Create A Solar + Battery + Inverter Scenario

Use the solar, battery, and inverter scenario when the system must support loads and also benefit from solar production during the period you are modelling.

When this is the right scenario

This scenario is the better fit when solar is expected to support daytime loads, help recharge the battery, or reduce the amount of grid or shore-power charging needed. It is often the more realistic planning path when the system is meant to do more than survive a short outage.

It usually makes the most sense after you already understand the battery-only baseline, because then the effect of solar is easier to interpret.

How to create it

On the scenario page, create the scenario after the version appliance list is in place. If you are new to the app, the guided route is usually the clearest starting point. Choose the solar-hybrid scenario type, let the page create the load groups, enter the usage hours, and then use Complete Guided Setup so GridGap can prepare a practical starting set of battery, charging, and solar inputs for you.

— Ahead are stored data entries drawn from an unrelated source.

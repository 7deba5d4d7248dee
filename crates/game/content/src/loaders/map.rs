//! Map data loader.

use std::path::Path;

use crate::loaders::{LoadResult, read_file};
use crate::map::{MapData, StaticMap};

/// Loader for ship layouts from RON files.
pub struct MapLoader;

impl MapLoader {
    /// Load and validate a map from a RON file.
    pub fn load(path: &Path) -> LoadResult<StaticMap> {
        let content = read_file(path)?;
        Self::parse(&content)
    }

    /// Parse and validate a map from RON text.
    pub fn parse(content: &str) -> LoadResult<StaticMap> {
        let data = Self::parse_data(content)?;
        let map = StaticMap::new(data)
            .map_err(|e| anyhow::anyhow!("Invalid map layout: {}", e))?;
        Ok(map)
    }

    /// Parse raw layout data without validation.
    pub fn parse_data(content: &str) -> LoadResult<MapData> {
        ron::from_str(content).map_err(|e| anyhow::anyhow!("Failed to parse map RON: {}", e))
    }
}

#[cfg(test)]
mod tests {
    use super::*;
    use game_core::{MapOracle, Room};
    use std::io::Write;

    const SKELD_RON: &str = include_str!("../../data/skeld.ron");

    #[test]
    fn bundled_skeld_matches_builtin() {
        let data = MapLoader::parse_data(SKELD_RON).unwrap();
        assert_eq!(data, crate::skeld::skeld_data());
    }

    #[test]
    fn loads_from_disk() {
        let mut file = tempfile::NamedTempFile::new().unwrap();
        write!(
            file,
            r#"(
                name: "tiny",
                rooms: ["Hall", "Lab"],
                spawn: "Hall",
                meeting_room: "Hall",
                emergency_room: "Hall",
                corridors: [("Hall", "Lab")],
                tasks: [(id: 0, name: "Sort", kind: short, room: "Lab", steps: 1)],
            )"#
        )
        .unwrap();

        let map = MapLoader::load(file.path()).unwrap();
        assert_eq!(map.name(), "tiny");
        assert!(map.vent_connections(&Room::from("Hall")).is_empty());
        assert_eq!(map.adjacent_rooms(&Room::from("Lab")), vec![Room::from("Hall")]);
    }

    #[test]
    fn invalid_layout_is_rejected() {
        let result = MapLoader::parse(
            r#"(
                name: "broken",
                rooms: ["Hall"],
                spawn: "Nowhere",
                meeting_room: "Hall",
                emergency_room: "Hall",
                corridors: [],
                tasks: [],
            )"#,
        );
        assert!(result.is_err());
    }
}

If you already know the shape of the scenario you want, use Start with blank scenario settings instead. That skips the guided seeding step and opens the solar-hybrid editor directly.

This opens the wider set of battery, inverter, charging, and solar inputs. The battery side still matters fully, but now the app also needs enough solar detail to estimate array size, panel count, and controller-related requirements.

What matters most on the solar side

Pay close attention to the solar-side fields that shape production and panel count. In practice that means checking panel assumptions, average daily sunshine hours, installation efficiency, and cloud-related assumptions carefully.

These settings affect the required solar wattage, the raw minimum panel count, the final installed panel count, and the later controller and string guidance. If the solar result looks heavier than expected, these are the first assumptions worth reviewing.

Think clearly about battery recharge

One of the most important decisions in this scenario is whether solar only needs to support daytime loads, or whether it must also help put energy back into the battery after night-time use.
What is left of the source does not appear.